Raised in a time when theater featured larger-than-life heroes, romance and glamor, O'Neill took a different tack with Long Day's Journey by examining the inner life of an American family. O'Neill's intention was to take events that occurred during one average day in the life of a family and then through them reveal a lifetime of traumatic events and conflicted relationships. In doing so, he also took American theater in an entirely new direction.

While his theme may have set the stage for everything that was to come -- including films such as Terms of Endearment and even TV sitcoms such as Married With Children -- O'Neill didn't write this play to revolutionize American theater. He wrote Long Day's Journey for more personal reasons: to exorcize the family demons of his past. In the end, it was an act of love and forgiveness.

O'Neill cast himself in Edmund, the youngest son through whom the other characters and their many foibles are revealed as they try to explain themselves and he, in turn, tries to understand. Although the play paints a dark picture, Edmund has a measure of lightness that, by most accounts of the playwright, O'Neill mostly retained as well.

The one light of his life was his wife, Carlotta, to whom O'Neill gave this play on their 12th wedding anniversary with this dedication:

"Dearest: I give you the original script of this play of old sorrow, written in tears and blood. A sadly inappropriate gift, it would seem, for a day celebrating happiness. But you will understand. I mean it as a tribute to your love and tenderness which gave me the faith in love that enabled me to face my dead at last and write this play -- write it with deep pity and understanding and forgiveness for all the four haunted Tyrones. These twelve years, Beloved One, have been a Journey into Light -- into love. You know my gratitude. And my love!"


Although recognized as one of the best American plays of all time, the Pulitzer-prize winning Long Day's Journey Into Night is performed rarely. The main reason, Wilson says, is "it's very difficult to cast."

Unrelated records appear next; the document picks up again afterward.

//! Errores del motor durable.
//!
//! Tres niveles:
//! - `StepError`: lo que devuelve el cuerpo de un step (transitorio o
//!   permanente). Nunca sale del `StepRunner` tal cual.
//! - `StoreError`: fallos del almacenamiento (`WorkflowStore`).
//! - `DurableError`: taxonomía visible para workflows y llamadores.

use serde::{Deserialize, Serialize};
use thiserror::Error;

/// Fallo producido por el cuerpo de un step.
#[derive(Debug, Error, PartialEq, Eq, Clone, Serialize, Deserialize)]
pub enum StepError {
    /// Reintentable (red, IO, timeouts, 5xx...).
    #[error("transient: {0}")]
    Transient(String),
    /// No reintentable (input inválido, recurso inexistente...).
    #[error("permanent: {0}")]
    Permanent(String),
}

impl StepError {
    pub fn transient(msg: impl Into<String>) -> Self {
        Self::Transient(msg.into())
    }

    pub fn permanent(msg: impl Into<String>) -> Self {
        Self::Permanent(msg.into())
    }

    pub fn is_transient(&self) -> bool {
        matches!(self, Self::Transient(_))
    }

    pub fn message(&self) -> &str {
        match self {
            Self::Transient(m) | Self::Permanent(m) => m,
        }
    }

    pub fn class(&self) -> ErrorClass {
        if self.is_transient() { ErrorClass::Transient } else { ErrorClass::Permanent }
    }
}

/// Errores del backend de persistencia, neutrales respecto al motor concreto.
#[derive(Debug, Error, PartialEq, Eq, Clone, Serialize, Deserialize)]
pub enum StoreError {
    #[error("store unavailable: {0}")]
    Unavailable(String),
    #[error("store conflict: {0}")]
    Conflict(String),
    #[error("record not found: {0}")]
    NotFound(String),
    #[error("corrupt record: {0}")]
    Corrupt(String),
    #[error("store error: {0}")]
    Backend(String),
}

#[derive(Debug, Error, PartialEq, Eq, Clone, Serialize, Deserialize)]
pub enum DurableError {
    #[error("unknown workflow: {0}")]
    UnknownWorkflow(String),
    #[error("workflow already registered: {0}")]
    DuplicateWorkflow(String),
    #[error("execution {id} belongs to workflow '{existing}', not '{requested}'")]
    ConflictingWorkflow { id: String, existing: String, requested: String },
    /// Se reutilizó un id con un input distinto del registrado.
    #[error("execution {id} was started with a different input")]
    ConflictingInput { id: String },
    #[error("step {step_number} ({step_name}) failed after {attempts} attempts: {detail}")]
    StepTransientFailure { step_number: i32, step_name: String, attempts: i32, detail: String },
    #[error("step {step_number} ({step_name}) failed permanently: {detail}")]
    StepPermanentFailure { step_number: i32, step_name: String, detail: String },
    #[error("non-deterministic replay at step {step_number}: recorded '{recorded}', found '{found}'")]
    NonDeterministic { step_number: i32, recorded: String, found: String },
    #[error("execution {id} failed: {detail}")]
    ExecutionFailed { id: String, detail: String },
    #[error("persistence failure: {0}")]
    PersistenceFailure(StoreError),
    #[error("execution not found: {0}")]
    ExecutionNotFound(String),
    #[error("execution still active: {0}")]
    ExecutionActive(String),
    #[error("serialization: {0}")]
    Serialization(String),
    /// Error de negocio devuelto por la función del workflow.
    #[error("{0}")]
    Workflow(String),
    #[error("timed out waiting for execution {0}")]
    ResultTimeout(String),
    #[error("runtime is shutting down")]
    ShuttingDown,
}

impl DurableError {
    pub fn workflow(msg: impl Into<String>) -> Self {
        Self::Workflow(msg.into())
    }

    /// `true` si el error proviene del almacenamiento (la ejecución queda
    /// recuperable y no debe finalizarse).
    pub fn is_persistence(&self) -> bool {
        matches!(self, Self::PersistenceFailure(_))
    }
}

impl From<StoreError> for DurableError {
    fn from(err: StoreError) -> Self {
        Self::PersistenceFailure(err)
    }
}

impl From<serde_json::Error> for DurableError {
    fn from(err: serde_json::Error) -> Self {
        Self::Serialization(err.to_string())
    }
}

/// Clasificación gruesa de errores para logging y persistencia
/// (`workflow_steps.error_class`).
#[derive(Debug, Clone, Copy, PartialEq, Eq, Serialize, Deserialize)]
pub enum ErrorClass {
    Runtime,
    Validation,
    Transient,
    Permanent,
}

impl ErrorClass {
    pub fn as_str(&self) -> &'static str {
        match self {
            Self::Runtime => "runtime",
            Self::Validation => "validation",
            Self::Transient => "transient",
            Self::Permanent => "permanent",
        }
    }

    pub fn parse(s: &str) -> Option<Self> {
        match s {
            "runtime" => Some(Self::Runtime),
            "validation" => Some(Self::Validation),
            "transient" => Some(Self::Transient),
            "permanent" => Some(Self::Permanent),
            _ => None,
        }
    }
}

pub fn classify_error(err: &DurableError) -> ErrorClass {
    match err {
        DurableError::StepTransientFailure { .. } | DurableError::PersistenceFailure(_) | DurableError::ResultTimeout(_) => {
            ErrorClass::Transient
        }
        DurableError::StepPermanentFailure { .. } | DurableError::ExecutionFailed { .. } | DurableError::NonDeterministic { .. } => {
            ErrorClass::Permanent
        }
        DurableError::UnknownWorkflow(_)
        | DurableError::DuplicateWorkflow(_)
        | DurableError::ConflictingWorkflow { .. }
        | DurableError::ConflictingInput { .. }
        | DurableError::ExecutionNotFound(_)
        | DurableError::Serialization(_) => ErrorClass::Validation,
        DurableError::ExecutionActive(_) | DurableError::Workflow(_) | DurableError::ShuttingDown => ErrorClass::Runtime,
    }
}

Wilson had a head start on the casting before he came to Hartford Stage. He mounted this production at the Alley Theater with a cast that included Ellen Burstyn, Rick Stear and David Selby. He was in the middle of the run, in fact, when he found out he had landed the job of artistic director of Hartford Stage. He asked the cast if they would reprise their roles in Hartford. They jumped at the chance.

"Last year we began work on this play. We did what I would call our first draft," says Wilson. "It's one of those plays you can do again and again because of its layers and complexity."

Casting an actress as accomplished as Oscar-winner Ellen Burstyn (Alice Doesn't Live Here Anymore, Same Time Next Year, The Exorcist, How to Make an American Quilt), allowed Wilson to restore Mary Tyrone, the mother in Long Day's Journey, to her proper place as the focal point for dysfunction in this play.

Still, the play is an ensemble work and the remaining characters -- the father, James Tyrone; the elder brother, Jamie; the younger brother Edmund; and the maid Cathleen -- are equally complex and no less important. All the characters, says Wilson, demand a level of virtuosity that is hard to find. With this cast, however, Wilson says he feels secure.

Indeed, the actors seem ideally suited to their roles, so perfectly matching O'Neill's descriptions of each character, it's as if he wrote the parts with them in mind. Gathered in Monte Cristo's small parlor on a recent trip to the cottage, cast members look as if they belong here. Sitting on a red velvet sofa -- the only original piece of furniture in the place -- Ellen Burstyn seems to sink into her character Mary Tyrone.

Assuming the mantle of O'Neill's lonely, disappointed, doting-yet-distant mother, Burstyn is quiet and contemplative, with a faraway look in her eyes. Sad to her soul, O'Neill's mother found her own escape through morphine and her addiction is a central contributor to the family's dysfunction.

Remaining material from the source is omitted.